Zuerkennung des Baccalauréat Die Qualifikation des Baccalauréat wird zuerkannt, — wenn die Abiturprüfung insgesamt bestanden ist und — wenn die Anforderungen im französischsprachigen Prüfungsteil erfüllt sind.
Serienzuweisung Es obliegt der zuständigen deutschen Behörde, die Serie des Baccalauréat zu bestimmen, die dem Bildungsgang des Schülers oder der Schülerin entspricht.
Zuerkennung eines Prädikats Für die Zuerkennung eines Prädikats werden die Ergebnisse im französischsprachigen Prüfungsteil sowie Ergebnisse in anderen Fächern der Allgemeinen Hochschulreife berücksichtigt. Auf der Grundlage der Gesamtheit dieser Ergebnisse kann der Prüfungsausschuss das Prädikat „très bien“, „bien“, oder „assez bien“ vergeben.

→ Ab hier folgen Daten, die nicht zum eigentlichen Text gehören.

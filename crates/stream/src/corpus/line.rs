//! Classification and parsing of individual corpus lines.

use crate::config::StreamConfig;

/// What a single corpus line is.
#[derive(Debug, Clone, Copy, PartialEq, Eq)]
pub enum CorpusLine<'a> {
    /// Empty or whitespace-only
    Blank,
    /// Corpus header line
    Header(&'a str),
    /// Document-boundary line (not yet validated)
    Document(&'a str),
    /// Structural noise such as reference or caption lines
    Noise,
    /// Regular text
    Content(&'a str),
}

/// Classify a line with its line terminator already removed.
pub fn classify<'a>(line: &'a str, config: &StreamConfig) -> CorpusLine<'a> {
    if line.trim().is_empty() {
        CorpusLine::Blank
    } else if line.starts_with(config.header_marker.as_str()) {
        CorpusLine::Header(line)
    } else if line.starts_with(config.document_marker.as_str()) {
        CorpusLine::Document(line)
    } else if config
        .noise_prefixes
        .iter()
        .any(|prefix| line.starts_with(prefix.as_str()))
    {
        CorpusLine::Noise
    } else {
        CorpusLine::Content(line)
    }
}

/// Parsed corpus header: `marker\tlang\tcorpus class\twikifier class\tcreated`.
#[derive(Debug, Clone, PartialEq, Eq)]
pub struct CorpusHeader {
    pub language: String,
    pub corpus_class: String,
    pub wikifier_class: String,
    pub creation_time: String,
}

impl CorpusHeader {
    /// Parse a header line; `None` unless it has exactly five tab fields.
    pub fn parse(line: &str) -> Option<Self> {
        let fields: Vec<&str> = line.split('\t').collect();
        if fields.len() != 5 {
            return None;
        }
        Some(Self {
            language: fields[1].trim().to_string(),
            corpus_class: fields[2].trim().to_string(),
            wikifier_class: fields[3].trim().to_string(),
            creation_time: fields[4].trim().to_string(),
        })
    }
}

/// Parsed document-boundary line: `marker\tid\ttitle`.
#[derive(Debug, Clone, PartialEq, Eq)]
pub struct DocumentHeader {
    pub id: i64,
    pub title: String,
}

impl DocumentHeader {
    /// Parse a document-boundary line. Returns a short reason on failure.
    pub fn parse(line: &str, marker: &str) -> Result<Self, &'static str> {
        let fields: Vec<&str> = line.split('\t').collect();
        if fields.len() != 3 {
            return Err("expected three tab-separated fields `marker\\tid\\ttitle`");
        }
        if fields[0].trim() != marker {
            return Err("first field is not the document marker");
        }
        let id = fields[1]
            .trim()
            .parse::<i64>()
            .map_err(|_| "document id is not an integer")?;

        Ok(Self {
            id,
            title: fields[2].trim().to_string(),
        })
    }
}

#[cfg(test)]
mod tests {
    use super::*;

    #[test]
    fn test_classify() {
        let config = StreamConfig::default();
        assert_eq!(classify("", &config), CorpusLine::Blank);
        assert_eq!(classify("  \t ", &config), CorpusLine::Blank);
        assert!(matches!(
            classify("@WikiBrainCorpus\ten\tX\tY\tnow", &config),
            CorpusLine::Header(_)
        ));
        assert!(matches!(
            classify("@WikiBrainDoc\t5\tDog", &config),
            CorpusLine::Document(_)
        ));
        assert_eq!(classify("References", &config), CorpusLine::Noise);
        assert_eq!(classify("thumb|a dog", &config), CorpusLine::Noise);
        assert_eq!(
            classify("the dog barked", &config),
            CorpusLine::Content("the dog barked")
        );
    }

    #[test]
    fn test_parse_document() {
        let doc = DocumentHeader::parse("@WikiBrainDoc\t5\tDog Breeds", "@WikiBrainDoc").unwrap();
        assert_eq!(doc.id, 5);
        assert_eq!(doc.title, "Dog Breeds");
    }

    #[test]
    fn test_parse_document_wrong_field_count() {
        assert!(DocumentHeader::parse("@WikiBrainDoc\t5", "@WikiBrainDoc").is_err());
        assert!(DocumentHeader::parse("@WikiBrainDoc\t5\tA\tB", "@WikiBrainDoc").is_err());
    }

    #[test]
    fn test_parse_document_bad_id() {
        assert!(DocumentHeader::parse("@WikiBrainDoc\tfive\tDog", "@WikiBrainDoc").is_err());
    }

    #[test]
    fn test_parse_corpus_header() {
        let header =
            CorpusHeader::parse("@WikiBrainCorpus\tsimple\tPlainText\tWikifier\t2014-01-01").unwrap();
        assert_eq!(header.language, "simple");
        assert_eq!(header.creation_time, "2014-01-01");
        assert!(CorpusHeader::parse("@WikiBrainCorpus").is_none());
    }
}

Prüflinge, die die Allgemeine Hochschulreife und mit dem Bestehen des französischsprachigen Prüfungsteils das Baccalauréat erlangt haben, erhalten zu ihrem Zeugnis der Allgemeinen Hochschulreife eine vorläufige Bescheinigung nach dem beigefügten Muster. Das endgültige Zeugnis wird dem Prüfling durch das Rektorat der Akademie der Partnerschule übersandt.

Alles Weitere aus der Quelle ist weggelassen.